La continua y constante caída a los infiernos que viene protagonizando el preso más ilustre de Soto del Real convierte a Rodrigo Rato en una amenaza latente para todo el establishment político y económico del país que ahora trata de sacudirse el polvo de las sandalias aprovechando el auto de fe con que el presidiario pidió perdón públicamente a las puertas de la cárcel el pasado 25 de octubre. Rodrigo Rato hizo alarde de buena voluntad antes de empezar a pagar su primera condena por las famosas tarjetas black, pero su deseo de redención no está reñido con la defensa a ultranza de su responsabilidad en el segundo juicio al que ahora se enfrenta por la no menos célebre salida a bolsa de Bankia en julio de 2011.

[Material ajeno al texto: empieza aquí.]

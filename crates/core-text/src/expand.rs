//! Bounded tab expansion.
//!
//! Tab stops are resolved against display columns, so the expansion of a
//! long string is produced in chunks: the caller hands over a scratch
//! `String` and an output byte budget, gets back how many source bytes were
//! consumed, and re-enters with the remainder until the source is
//! exhausted. The chunk budget bounds scratch growth for pathological
//! inputs while the re-entry loop keeps arbitrarily long strings renderable.
//!
//! Progress guarantee: a non-empty source always consumes at least one
//! grapheme per call, even when that grapheme's expansion alone exceeds the
//! budget, so callers may loop on the return value without a liveness
//! guard.

use crate::width::egc_width;
use unicode_segmentation::UnicodeSegmentation;

/// Output budget per expansion pass, in bytes.
///
/// Comfortably wider than any sane viewport so a second pass only happens
/// once the current row's budget is already spent.
pub const EXPAND_CHUNK: usize = 1024;

/// Expand tabs in `src` into `out` (cleared first), writing at most `budget`
/// bytes. Returns the number of source bytes consumed.
pub fn expand_tabs_chunk(src: &str, tab_size: usize, out: &mut String, budget: usize) -> usize {
    out.clear();
    let tab = tab_size.max(1);
    let mut col = 0;
    let mut consumed = 0;
    for egc in src.graphemes(true) {
        if egc == "\t" {
            let spaces = tab - (col % tab);
            if !out.is_empty() && out.len() + spaces > budget {
                break;
            }
            for _ in 0..spaces {
                out.push(' ');
            }
            col += spaces;
        } else {
            if !out.is_empty() && out.len() + egc.len() > budget {
                break;
            }
            out.push_str(egc);
            col += egc_width(egc);
        }
        consumed += egc.len();
    }
    consumed
}
//! Terminal capability probing.
//!
//! Records the booleans the renderer consults when picking a graph glyph
//! encoding: whether the terminal can be trusted with UTF-8 line-drawing
//! glyphs at all. Detection runs once at startup and must be cheap; today
//! it inspects the locale environment rather than emitting a probe
//! sequence and measuring the response.
//!
//! Future extensions: distinguish legacy DEC graphics support from plain
//! ASCII fallback, detect truecolor depth for the lane palette.

#[derive(Debug, Clone, Copy, PartialEq, Eq)]
#[non_exhaustive]
pub struct TerminalCapabilities {
    /// UTF-8 line-drawing glyphs render correctly.
    pub utf8_graphics: bool,
}

impl TerminalCapabilities {
    pub fn detect() -> Self {
        let locale = std::env::var("LC_ALL")
            .or_else(|_| std::env::var("LC_CTYPE"))
            .or_else(|_| std::env::var("LANG"))
            .unwrap_or_default();
        let lowered = locale.to_ascii_lowercase();
        Self {
            utf8_graphics: lowered.contains("utf-8") || lowered.contains("utf8"),
        }
    }
}
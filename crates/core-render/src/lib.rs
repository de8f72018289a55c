//! Viewport rendering core: clip-draw primitives, field layout, graph
//! cells, column dispatch, and the dirty-tracking redraw scheduler.
//!
//! Data flows top-down (scheduler, column dispatcher, field layout and
//! graph renderer, clip-draw primitives, width engine in `core-text`),
//! and control returns bottom-up as a single boolean "viewport full"
//! signal that short-circuits the whole chain. That boolean is the only
//! abort mechanism in the crate: layout exhaustion is expected, frequent,
//! and never an error, so nothing here converts it into a `Result`.
//!
//! Invariants:
//! - The column cursor (`View::col`) is monotonically non-decreasing while
//!   a row renders and never exceeds `view.width + view.pos.col`; every
//!   primitive that writes cells reports `true` exactly when that bound is
//!   reached.
//! - Every field drawn through the layout engine consumes exactly
//!   `width + 1` columns unless the viewport itself runs out first.
//! - A row paints atomically from the caller's perspective: nothing here
//!   yields, suspends, or touches the view concurrently.
//!
//! Failure handling: row-source failure and output-encoding failure both
//! degrade to "viewport full" for the affected row: stop drawing, leave
//! the rest of the pass intact. The one hard assertion is the graph lane
//! palette bound, which a row source can only violate by breaking its
//! contract.

pub mod columns;
pub mod draw;
pub mod field;
pub mod format;
pub mod graph;
pub mod redraw;
pub mod style;
pub mod writer;

pub use columns::{RowSource, view_columns_draw};
pub use draw::RowPainter;
pub use redraw::{draw_view_line, redraw_view, redraw_view_dirty, redraw_view_from};
pub use style::{CellStyle, style_for};
pub use writer::{Pane, PaneCommand};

El grupo de abogados penalistas que encabeza Ignacio Ayala está preparando a conciencia un alegato para demostrar que las actuaciones llevadas a cabo por el defenestrado presidente de Bankia estuvieron inducidas, favorecidas e impulsadas con la complicidad -más que necesaria, indispensable- de los dos principales organismos reguladores del mercado financiero, como son el Banco de España y la CNMV. La comparecencia de Rato ante el tribunal de la Audiencia Nacional prevista para enero puede resolver muchas de las dudas que suscitó la fiscal Carmen Launa cuando el primer día del juicio anunció la posibilidad de modificar sus conclusiones provisionales para aumentar el número de imputaciones y de imputados.

Rato tiene ya muy poco que perder y ha recuperado además mucha de la documentación que le fue incautada en los registros de su domicilio particular. No es de extrañar que en los mentideros financieros se hagan cruces pensando en lo que todavía pueden dar de sí sus declaraciones, máxime si van acompañadas de pruebas irrefutables para poner en evidencia al rey desnudo de Bankia . Si la salida a bolsa fue un engaño convencionalmente aceptado no sería por falta de conocimiento público. No en vano el propio Gobierno de entonces, bajo la presidencia de José Luis Rodríguez Zapatero, y las instituciones más renombradas del sistema financiero trabajaron de consuno y con la consigna de salvar al soldado Bankia como aval de garantía de todo el sector bancario en España.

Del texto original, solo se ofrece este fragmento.